Now that I say it out loud, I realize it might sound a little silly, but
then again, I had tested the 'validity' of the bug, not too long before I
sent in the patch for syzbot to test too, and it seemed to be present when I did.

Thanks,
Anant


2020-09-12 15:05:41

by Greg Kroah-Hartman

[permalink] [raw]
Subject: Re: [PATCH] Using a pointer and kzalloc in place of a struct directly

On Sat, Sep 12, 2020 at 05:43:38PM +0530, Anant Thazhemadam wrote:
>
> On 12/09/20 5:17 pm, Greg KH wrote:
> > Note, your "To:" line seemed corrupted, and why not cc: the bpf mailing
> > list as well?
> Oh, I'm sorry about that. I pulled the emails of all the people to whom
> this mail was sent off from the header in lkml mail, and just cc-ed
> everyone.
>
> > You leaked memory :(
> >
> > Did you test this patch? Where do you free this memory, I don't see
> > that happening anywhere in this patch, did I miss it?
>
> Yes, I did test this patch, which didn't seem to trigger any issues.
> It surprised me so much, that I ended up sending it in, to have
> it checked out.

You might not have noticed the memory leak if you were not looking for
it.

How did you test this?

> I wasn't sure where exactly the memory allocated here was
> supposed to be freed (might be why the current implementation
> isn't exactly using kzalloc). I forgot to mention it in the initial mail,
> and I was hoping that someone would point me in the right direction
> (if this approach was actually going to be considered, that is, which in
> retrospect I now feel might not be the best thing)

It has to be freed somewhere, you wrote the patch :)
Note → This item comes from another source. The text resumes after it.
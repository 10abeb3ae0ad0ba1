use super::{ExecState, M6510, StatusFlag};
use crate::core::{Bus, BusMaster};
But back to the original question here, why do you feel this change is
needed? What does this do better/faster/more correct than the code that
is currently there? Unless you can provide that, the change should not
be needed, right?

thanks,

greg k-h

2020-09-12 20:03:57

by Anant Thazhemadam

[permalink] [raw]
Subject: Re: [PATCH] Using a pointer and kzalloc in place of a struct directly


On 12/09/20 8:25 pm, Greg KH wrote:
> On Sat, Sep 12, 2020 at 05:43:38PM +0530, Anant Thazhemadam wrote:
>> On 12/09/20 5:17 pm, Greg KH wrote:
>>> Note, your "To:" line seemed corrupted, and why not cc: the bpf mailing
>>> list as well?
>> Oh, I'm sorry about that. I pulled the emails of all the people to whom
>> this mail was sent off from the header in lkml mail, and just cc-ed
>> everyone.
>>
>>> You leaked memory :(
>>>
>>> Did you test this patch? Where do you free this memory, I don't see
>>> that happening anywhere in this patch, did I miss it?
>> Yes, I did test this patch, which didn't seem to trigger any issues.
>> It surprised me so much, that I ended up sending it in, to have
>> it checked out.
> You might not have noticed the memory leak if you were not looking for
> it.
>
> How did you test this?
Ah, that must be it. I tested this using syzbot, which wouldn't have looked
for memory leaks, but only the issue that was reported. My apologies.
>> I wasn't sure where exactly the memory allocated here was
>> supposed to be freed (might be why the current implementation
>> isn't exactly using kzalloc). I forgot to mention it in the initial mail,
>> and I was hoping that someone would point me in the right direction
>> (if this approach was actually going to be considered, that is, which in
>> retrospect I now feel might not be the best thing)
> It has to be freed somewhere, you wrote the patch :)
>
> But back to the original question here, why do you feel this change is
> needed? What does this do better/faster/more correct than the code that
> is currently there? Unless you can provide that, the change should not
> be needed, right?
I was initially trying to see if allocating memory would be an appropriate
heuristic in trying to get a better sense of the bug and crash report, and
at that moment, that was my goal, and figured that I'd deal with rest
(such as freeing the memory) later on, if this was a something that could work.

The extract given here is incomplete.